By Kelly Youngblood
I’m not sure how I made it this far in life without knowing Hot Cross Buns were an Easter tradition. Ham, hash brown casserole, deviled eggs- yes, these are foods I am familiar with at Easter time. But Hot Cross Buns? I just thought that was a song I used to belt out on my recorder.
There’s actually some pretty interesting history and superstition behind these buns. In fact, they were considered pretty sacred and holy. People once believed (or maybe they still do) that making these buns would help you keep friendships and drive away evil spirits.
While I would like to drive away a few evil spirits, especially the ones that possess my cat and sometimes my children, I really just wanted to try this recipe out and maybe start a new Easter tradition.
But I was a little nervous to make them as they called for yeast. I have a fear of yeast- it’s right up there with my fear of heights, tornadoes, and terrorist hijackings. I’ve tried to make cinnamon rolls with yeast before and they didn’t turn out like the recipe promised. But I decided it was time to face my fear- me vs. yeast- and see which one of us would rise to the occasion. (In this case, I’m hoping both of us will.)
This recipe calls for dried currants. Recipes with ingredients I’ve never heard of before also scare me. But when I saw that some people substituted raisins for the currants, I figured I could give it a shot.
So following the easiest recipe I could find for Hot Cross Buns, I said a little prayer (after all, these buns are holy), donned my finest Easter apron, and got busy facing my fears.
And guess what? I successfully baked my very own Hot Cross Buns from scratch! They looked pretty darn close to the “professional” pictures I saw and the kids loved them, which kind of surprised me a bit.
They aren’t exactly sweet and mine had a very distinct citrus flavor to them as well. But they went over well and had them asking for seconds.
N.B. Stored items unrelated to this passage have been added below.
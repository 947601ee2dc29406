//! `mortgage_calc` answers mortgage questions against a time-versioned interest rate.
//!
//! It provides:
//! - **Payment amount**: the periodic payment for a purchase, given asking price, down payment,
//!   payment schedule and amortization period. Mortgage insurance is added to the financed
//!   amount when the down payment is below 20%.
//! - **Mortgage amount**: the largest mortgage a periodic payment can carry.
//! - **Interest rate ledger**: an append-only history of annual rates, each effective from an
//!   instant, which every calculation reads.
//!
//! With the `server` feature (on by default) the crate also ships an HTTP server exposing these
//! operations.
//!
//! ## Usage
//!
//! ```rust
//! use mortgage_calc::{MortgageCalculator, PaymentAmountParams};
//!
//! let calculator = MortgageCalculator::default();
//! let params = PaymentAmountParams {
//!     asking_price: Some("500000".to_string()),
//!     down_payment: Some("80000".to_string()),
//!     payment_schedule: Some("weekly".to_string()),
//!     amortization_period: Some("15".to_string()),
//! };
//!
//! match calculator.payment_amount(&params) {
//!     Ok(result) => println!("Weekly payment: {:.2}", result.value),
//!     Err(e) => eprintln!("Error calculating payment: {}", e),
//! }
//! ```

pub mod amortization;
pub mod calculator;
pub mod rates;
pub mod validation;

#[cfg(feature = "server")]
pub mod config;
#[cfg(feature = "server")]
pub mod server;

pub use amortization::{
    PaymentSchedule, annuity_payment, annuity_principal, compute_mortgage_amount,
    compute_payment_amount, insurance_rate,
};
pub use calculator::{Calculation, CalculatorError, MortgageCalculator};
pub use rates::{LedgerError, RateBound, RateChange, RateLedger, RateRecord, format_rate};
pub use validation::{
    MortgageAmountParams, MortgageAmountQuery, PaymentAmountParams, PaymentAmountQuery, Policy,
    ValidationError, ValidationErrors, ValidationPolicy,
};

/// Library version
pub const VERSION: &str = env!("CARGO_PKG_VERSION");
//! HTTP front end for the calculator.

use std::sync::Arc;

use axum::{
    Router,
    body::Bytes,
    extract::{Query, State, rejection::QueryRejection},
    http::StatusCode,
    response::{IntoResponse, Json, Response},
    routing::get,
};
use serde::{Deserialize, Serialize};
use serde_json::{Value, json};
use tower_http::trace::TraceLayer;
use tracing::{error, info, warn};

use crate::calculator::{CalculatorError, MortgageCalculator};
use crate::config::ServerConfig;
use crate::rates::format_rate;
use crate::validation::{MortgageAmountParams, PaymentAmountParams, ValidationError, ValidationErrors};

const PAYMENT_AMOUNT: &str = "Payment Amount";
const MORTGAGE_AMOUNT: &str = "Mortgage Amount";
const INTEREST_RATE: &str = "Interest Rate";

/// Response body for every calculator endpoint
#[derive(Debug, Serialize, Deserialize)]
#[serde(tag = "result", rename_all = "lowercase")]
pub enum Envelope {
    Success {
        request: String,
        request_params: Value,
        response: Value,
    },
    Error {
        request: String,
        request_params: Value,
        errors: Vec<String>,
    },
}

/// Shared application state
#[derive(Clone)]
struct AppState {
    calculator: Arc<MortgageCalculator>,
}

fn success(operation: &str, request_params: Value, response: Value) -> Response {
    let body = Envelope::Success {
        request: operation.to_string(),
        request_params,
        response,
    };
    (StatusCode::OK, Json(body)).into_response()
}

fn failure(operation: &str, err: CalculatorError) -> Response {
    let (status, errors) = match &err {
        CalculatorError::Invalid(errors) => (StatusCode::BAD_REQUEST, errors.messages()),
        err if err.is_client_error() => (StatusCode::BAD_REQUEST, vec![err.to_string()]),
        _ => {
            error!(request = operation, error = %err, "request failed");
            (StatusCode::INTERNAL_SERVER_ERROR, vec![err.to_string()])
        }
    };
    let body = Envelope::Error {
        request: operation.to_string(),
        request_params: json!({}),
        errors,
    };
    (status, Json(body)).into_response()
}

/// GET /health
async fn health() -> impl IntoResponse {
    Json(json!({ "status": "healthy", "version": crate::VERSION }))
}

type QueryPairs = Result<Query<Vec<(String, String)>>, QueryRejection>;

// Repeated keys keep their last value, the way form-encoded queries are usually read.
fn params_from_query<P: FromIterator<(String, String)>>(query: QueryPairs) -> Result<P, CalculatorError> {
    match query {
        Ok(Query(pairs)) => Ok(pairs.into_iter().collect()),
        Err(rejection) => {
            warn!(error = %rejection, "query string rejected");
            Err(ValidationErrors::from(ValidationError::MalformedQuery).into())
        }
    }
}

/// GET /payment-amount
async fn payment_amount(State(state): State<AppState>, query: QueryPairs) -> Response {
    let params: PaymentAmountParams = match params_from_query(query) {
        Ok(params) => params,
        Err(err) => return failure(PAYMENT_AMOUNT, err),
    };

    match state.calculator.payment_amount(&params) {
        Ok(calculation) => success(PAYMENT_AMOUNT, json!(calculation.query), json!(calculation.value)),
        Err(err) => failure(PAYMENT_AMOUNT, err),
    }
}

/// GET /mortgage-amount
async fn mortgage_amount(State(state): State<AppState>, query: QueryPairs) -> Response {
    let params: MortgageAmountParams = match params_from_query(query) {
        Ok(params) => params,
        Err(err) => return failure(MORTGAGE_AMOUNT, err),
    };

    match state.calculator.mortgage_amount(&params) {
        Ok(calculation) => success(MORTGAGE_AMOUNT, json!(calculation.query), json!(calculation.value)),
        Err(err) => failure(MORTGAGE_AMOUNT, err),
    }
}

/// GET /interest-rate - rate in effect now
async fn current_rate(State(state): State<AppState>) -> Response {
    match state.calculator.current_rate() {
        Ok(record) => success(
            INTEREST_RATE,
            json!({}),
            json!({
                "rate": format_rate(record.rate),
                "effective_from": record.effective_from.to_rfc3339(),
            }),
        ),
        Err(err) => failure(INTEREST_RATE, err),
    }
}

// The rate may arrive as a JSON string or number.
fn rate_from_body(body: &[u8]) -> Result<Option<String>, ValidationErrors> {
    let Ok(Value::Object(fields)) = serde_json::from_slice::<Value>(body) else {
        return Err(ValidationError::MalformedBody.into());
    };

    match fields.get("interestrate") {
        None => Ok(None),
        Some(Value::String(rate)) => Ok(Some(rate.clone())),
        Some(Value::Number(rate)) => Ok(Some(rate.to_string())),
        Some(_) => Err(ValidationError::NotANumber("interestrate").into()),
    }
}

/// PATCH /interest-rate - body `{"interestrate": "0.03"}`
async fn update_rate(State(state): State<AppState>, body: Bytes) -> Response {
    let raw = match rate_from_body(&body) {
        Ok(raw) => raw,
        Err(errors) => return failure(INTEREST_RATE, errors.into()),
    };

    match state.calculator.update_rate(raw.as_deref()) {
        Ok(change) => {
            let new_rate = format_rate(change.current.rate);
            success(
                INTEREST_RATE,
                json!({ "interestrate": new_rate }),
                json!({
                    "old_rate": change.previous.map(|record| format_rate(record.rate)),
                    "new_rate": new_rate,
                }),
            )
        }
        Err(err) => failure(INTEREST_RATE, err),
    }
}

/// Build the application router
pub fn build_router(calculator: Arc<MortgageCalculator>) -> Router {
    let state = AppState { calculator };

    Router::new()
        .route("/health", get(health))
        .route("/payment-amount", get(payment_amount))
        .route("/mortgage-amount", get(mortgage_amount))
        .route("/interest-rate", get(current_rate).patch(update_rate))
        .layer(TraceLayer::new_for_http())
        .with_state(state)
}

async fn shutdown_signal() {
    if let Err(e) = tokio::signal::ctrl_c().await {
        error!(error = %e, "failed to listen for shutdown signal");
    }
    info!("Received shutdown signal");
}

/// Bind to the configured address and serve until Ctrl+C
pub async fn serve(config: &ServerConfig, calculator: Arc<MortgageCalculator>) -> anyhow::Result<()> {
    let addr = config.socket_addr();
    let listener = tokio::net::TcpListener::bind(&addr).await?;
    info!(address = %addr, "mortgage server listening");

    axum::serve(listener, build_router(calculator))
        .with_graceful_shutdown(shutdown_signal())
        .await?;

    info!("mortgage server stopped");
    Ok(())
}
I did have my doubts throughout the process. “Does this yeast mix look foamy enough yet?” “What do they mean the dough should be shaggy?” These are questions I asked my mom as she helped me muddle my way through the process. And speaking of process- this was a long one.
After mixing the dough, it has to sit for 2 hours. Then you divide it up into mounds and let those sit for another 30 minutes. So these are definitely not “pop open a can, throw them in a pan and stick them in the oven kind of rolls.” But for one day a year, I can channel my inner-Amish and exert the time and effort these rolls require.
So even if you’re like me and a little afraid of yeast, start a new tradition and give this recipe a try. If I can do it, I know you can too. Happy Easter!